Our three-year-old son loves his trains. He's always asking for more bridges and locomotives. Occasionally, we'll buy him a transportation toy as a reward for accomplishments in, say, potty training.

Our state legislature also has an insatiable demand for bridges and trains. But they don't seek approval to sustain their appetite. They just go ahead and raise taxes to buy more transportation projects, even when we tell them not to.

The legislature just did it again, ending the session by passing transportation tax hikes the voters have previously turned down. They added "weight fees" on automobiles, an end run around voter-mandated $30 car tabs. They jacked up the gas tax by 34 percent, in spite of Christine Gregoire's campaign pledge not to up the nickel hike the legislature imposed in 2003 only months after voters rejected a gas tax referendum in 2002. Initiative kings Tim Eyman and John Carlson have already announced ballot measures to re-reject the rejection of the electorate's rejection of these taxes.

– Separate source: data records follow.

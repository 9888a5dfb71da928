// SPDX-License-Identifier: Apache-2.0
// © James Ross Ω FLYING•ROBOTS <https://github.com/flyingrobots>
//! Resolver orchestration: select, expand, validate, apply.
use tracing::{debug, info, instrument, warn};

use crate::constraint::EdgeData;
use crate::context::SolutionContext;
use crate::error::{ResolveError, ResolveResult};
use crate::expand::{EdgeExpander, ExpansionResult};
use crate::graph::ResourceGraph;
use crate::ident::ResourceId;
use crate::record::{ConcreteEdge, Resource};
use crate::resolver::PathResolver;
use crate::validity::check_uniqueness_validity;

/// Drives path selection and expansion against a solution context.
#[derive(Debug)]
pub struct Resolver<C> {
    ctx: C,
}

impl<C: SolutionContext> Resolver<C> {
    /// Resolver owning `ctx`.
    pub fn new(ctx: C) -> Self {
        Self { ctx }
    }

    /// The solution context.
    pub fn context(&self) -> &C {
        &self.ctx
    }

    /// Mutable access to the solution context.
    pub fn context_mut(&mut self) -> &mut C {
        &mut self.ctx
    }

    /// Resolves and applies `source -> target`.
    ///
    /// Both resources must be in the graph. Emitted edges that are not yet
    /// present are checked for uniqueness when `validate_expansions` is set;
    /// a failing edge aborts the request before the graph is touched. A
    /// multi-hop expansion replaces the direct edge, which is removed.
    #[instrument(level = "debug", skip_all, fields(source = %source, target = %target))]
    pub fn resolve_edge(
        &mut self,
        source: &ResourceId,
        target: &ResourceId,
        data: &EdgeData,
    ) -> ResolveResult<ExpansionResult> {
        let (source_res, target_res) = {
            let view = self.ctx.raw_view();
            let lookup = |id: &ResourceId| {
                view.resource(id)
                    .cloned()
                    .ok_or_else(|| ResolveError::MissingResource(id.clone()))
            };
            (lookup(source)?, lookup(target)?)
        };
        let path = PathResolver::new(self.ctx.kb(), self.ctx.config().max_path_nodes)
            .select_path(source, target, data)?;
        let result = EdgeExpander::new(&self.ctx).expand_edge(&source_res, &target_res, &path, data)?;

        if self.ctx.config().validate_expansions {
            self.validate(source, target, &result.edges)?;
        }
        let request = ConcreteEdge::new(source.clone(), target.clone());
        apply(self.ctx.graph_mut(), &result, &request, data)?;
        if path.len() > 2 && self.ctx.graph_mut().remove_edge(source, target) {
            debug!("removed replaced direct edge");
        }
        Ok(result)
    }

    fn validate(&self, source: &ResourceId, target: &ResourceId, edges: &[ConcreteEdge]) -> ResolveResult<()> {
        let view = self.ctx.raw_view();
        for edge in edges {
            if view.has_edge(&edge.source, &edge.target) {
                continue;
            }
            if !check_uniqueness_validity(&self.ctx, &edge.source, &edge.target)? {
                return Err(ResolveError::InvalidExpansion {
                    from: source.clone(),
                    to: target.clone(),
                    edge: edge.clone(),
                });
            }
        }
        Ok(())
    }

    /// Resolves every edge currently in the graph, using each edge's stored
    /// annotations. Failures do not stop the batch: each is logged and all
    /// are returned joined.
    pub fn expand_edges(&mut self) -> ResolveResult<()> {
        let pending: Vec<ConcreteEdge> = self.ctx.raw_view().edges().collect();
        info!(edges = pending.len(), "expanding edges");
        let mut errors = Vec::new();
        for edge in pending {
            let view = self.ctx.raw_view();
            if !view.has_edge(&edge.source, &edge.target) {
                continue;
            }
            let data = view
                .edge_data(&edge.source, &edge.target)
                .cloned()
                .unwrap_or_default();
            if let Err(err) = self.resolve_edge(&edge.source, &edge.target, &data) {
                warn!(edge = %edge, error = %err, "edge expansion failed");
                errors.push(err);
            }
        }
        ResolveError::join(errors).map_or(Ok(()), Err)
    }
}

/// Inserts the resources and edges of an expansion. Existing resources are
/// left untouched. Only the edge matching the `request` endpoints carries
/// `data`; hop edges are stored without constraints so that expanding the
/// graph again treats them as already satisfied.
pub fn apply(
    graph: &mut ResourceGraph,
    result: &ExpansionResult,
    request: &ConcreteEdge,
    data: &EdgeData,
) -> ResolveResult<()> {
    for resource in &result.resources {
        if graph.add_resource(resource.clone()) {
            debug!(resource = %resource.id, "added resource");
        }
    }
    for edge in &result.edges {
        if graph.has_edge(&edge.source, &edge.target) {
            continue;
        }
        if edge == request {
            graph.add_edge_with_data(&edge.source, &edge.target, data.clone())?;
        } else {
            graph.add_edge(&edge.source, &edge.target)?;
        }
    }
    Ok(())
}

/// Convenience for callers that hold bare resources: inserts both into the
/// graph (keeping existing ones) and resolves the edge between them.
pub fn connect<C: SolutionContext>(
    resolver: &mut Resolver<C>,
    source: Resource,
    target: Resource,
    data: &EdgeData,
) -> ResolveResult<ExpansionResult> {
    let (source_id, target_id) = (source.id.clone(), target.id.clone());
    let graph = resolver.context_mut().graph_mut();
    graph.add_resource(source);
    graph.add_resource(target);
    resolver.resolve_edge(&source_id, &target_id, data)
}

Gregoire broke her promise, er, "changed her mind," on the gas tax after a publicity-stunt inspection of the Alaskan Way Viaduct. She declared the viaduct to be on the verge of collapse and in urgent need of a higher gas tax in order to fix it and save lives.

But instead of a cost-effective repair to keep traffic moving safely, we're paying only the first installment on Greg Nickels' gold-plated scheme to tear down the viaduct and replace it with a tunnel. In order to corral enough legislators to commit the rest of the state to pay for Seattle's multibillion-dollar redecoration of its waterfront, the budget was loaded up with plenty more pork to go around. Among the giveaways are a $185 million subsidy for the risibly inefficient state ferry monopoly, and various gifts of rail extensions to private businesses.

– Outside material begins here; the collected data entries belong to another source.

// SPDX-License-Identifier: Apache-2.0
// © James Ross Ω FLYING•ROBOTS <https://github.com/flyingrobots>
//! Resource identifiers and type patterns.
use std::fmt;
use std::str::FromStr;

use serde::{Deserialize, Serialize};
use thiserror::Error;

/// Qualified identifier for a resource or a resource type.
///
/// A `ResourceId` with an empty `name` is a *type pattern*: it denotes a
/// template rather than a concrete instance. Pattern matching via
/// [`ResourceId::matches`] ignores every empty field of the pattern, so
/// `aws:rds_instance` matches `aws:rds_instance:db-1`.
///
/// Ordering is lexicographic over `(provider, type, namespace, name)`, which
/// keeps every collection keyed by id deterministic.
#[derive(Clone, Default, PartialEq, Eq, PartialOrd, Ord, Hash, Serialize, Deserialize)]
pub struct ResourceId {
    /// Provider namespace of the type (for example `aws`).
    pub provider: String,
    /// Resource type within the provider (for example `lambda_function`).
    #[serde(rename = "type")]
    pub ty: String,
    /// Optional namespace the resource lives in.
    #[serde(default, skip_serializing_if = "String::is_empty")]
    pub namespace: String,
    /// Instance name; empty for type patterns.
    #[serde(default, skip_serializing_if = "String::is_empty")]
    pub name: String,
}

/// Error returned when parsing a [`ResourceId`] from text.
#[derive(Debug, Clone, PartialEq, Eq, Error)]
pub enum IdParseError {
    /// The text did not contain at least `provider:type`.
    #[error("invalid resource id '{0}': expected provider:type[:namespace]:name")]
    Malformed(String),
}

impl ResourceId {
    /// Builds a type pattern (`provider:type`).
    pub fn of_type(provider: impl Into<String>, ty: impl Into<String>) -> Self {
        Self {
            provider: provider.into(),
            ty: ty.into(),
            ..Self::default()
        }
    }

    /// Builds a concrete id (`provider:type:name`) without namespace.
    pub fn new(provider: impl Into<String>, ty: impl Into<String>, name: impl Into<String>) -> Self {
        Self {
            provider: provider.into(),
            ty: ty.into(),
            namespace: String::new(),
            name: name.into(),
        }
    }

    /// Returns a copy of this id with `name` replaced.
    #[must_use]
    pub fn with_name(&self, name: impl Into<String>) -> Self {
        Self {
            name: name.into(),
            ..self.clone()
        }
    }

    /// Returns the `provider:type` pattern of this id.
    #[must_use]
    pub fn type_pattern(&self) -> Self {
        Self::of_type(self.provider.clone(), self.ty.clone())
    }

    /// True when both ids share provider and type.
    pub fn same_type(&self, other: &Self) -> bool {
        self.provider == other.provider && self.ty == other.ty
    }

    /// True when provider, type, and namespace all agree.
    pub fn same_qualified_type(&self, other: &Self) -> bool {
        self.same_type(other) && self.namespace == other.namespace
    }

    /// True for ids with no instance name (type patterns).
    pub fn is_type_pattern(&self) -> bool {
        self.name.is_empty()
    }

    /// True when every field is empty.
    pub fn is_zero(&self) -> bool {
        self.provider.is_empty()
            && self.ty.is_empty()
            && self.namespace.is_empty()
            && self.name.is_empty()
    }

    /// Uses `self` as a filter over `other`: every non-empty field of `self`
    /// must equal the corresponding field of `other`.
    pub fn matches(&self, other: &Self) -> bool {
        fn field(pattern: &str, value: &str) -> bool {
            pattern.is_empty() || pattern == value
        }
        field(&self.provider, &other.provider)
            && field(&self.ty, &other.ty)
            && field(&self.namespace, &other.namespace)
            && field(&self.name, &other.name)
    }
}

impl fmt::Display for ResourceId {
    fn fmt(&self, f: &mut fmt::Formatter<'_>) -> fmt::Result {
        if self.is_zero() {
            return Ok(());
        }
        write!(f, "{}:{}", self.provider, self.ty)?;
        if !self.namespace.is_empty() || self.name.contains(':') {
            write!(f, ":{}", self.namespace)?;
        }
        if !self.name.is_empty() {
            write!(f, ":{}", self.name)?;
        }
        Ok(())
    }
}

impl fmt::Debug for ResourceId {
    fn fmt(&self, f: &mut fmt::Formatter<'_>) -> fmt::Result {
        write!(f, "ResourceId({self})")
    }
}

impl FromStr for ResourceId {
    type Err = IdParseError;

    /// Parses `provider:type`, `provider:type:name`, or
    /// `provider:type:namespace:name`.
    fn from_str(s: &str) -> Result<Self, Self::Err> {
        let parts: Vec<&str> = s.splitn(4, ':').collect();
        match parts.as_slice() {
            [provider, ty] if !provider.is_empty() && !ty.is_empty() => {
                Ok(Self::of_type(*provider, *ty))
            }
            [provider, ty, name] if !provider.is_empty() && !ty.is_empty() => {
                Ok(Self::new(*provider, *ty, *name))
            }
            [provider, ty, namespace, name] if !provider.is_empty() && !ty.is_empty() => {
                Ok(Self {
                    provider: (*provider).to_string(),
                    ty: (*ty).to_string(),
                    namespace: (*namespace).to_string(),
                    name: (*name).to_string(),
                })
            }
            _ => Err(IdParseError::Malformed(s.to_string())),
        }
    }
}

/// Deterministic name for an intermediate resource synthesized while
/// expanding the logical edge `source -> target`.
///
/// Repeated expansions of the same logical edge yield the same name, which
/// is what makes expansion idempotent against an already-expanded graph.
pub fn synthetic_name(ty: &str, source: &ResourceId, target: &ResourceId) -> String {
    format!("{ty}_{}_{}", source.name, target.name)
}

But the bloated transportation budget may already be as dead in the water as the Kalakala ferry. The legislature arrogantly tacked an "emergency" clause on to the budget bill, preventing citizens from repealing the tax hikes with a referendum. The only way to say no to the legislature is with an initiative, requiring 250,000 signatures to get on the ballot, twice as many as needed for a referendum. KVI talk-show hosts John Carlson and Kirby Wilbur promised to move forward with an initiative to undo the gas tax, on the condition that listeners contributed $25,000 to the initiative campaign within a week of the announcement. Instead they raised $81,000 from 1,900 donors in the first four days. Carlson feels good about getting enough signatures by July 5 to qualify for the November election.

Eventually, the state's legislators, along with my three-year-old, will learn how to budget, prioritize, and ask nicely for permission to spend other people's money. In the meantime, those who pay the bills will just keep saying no until the lesson sinks in.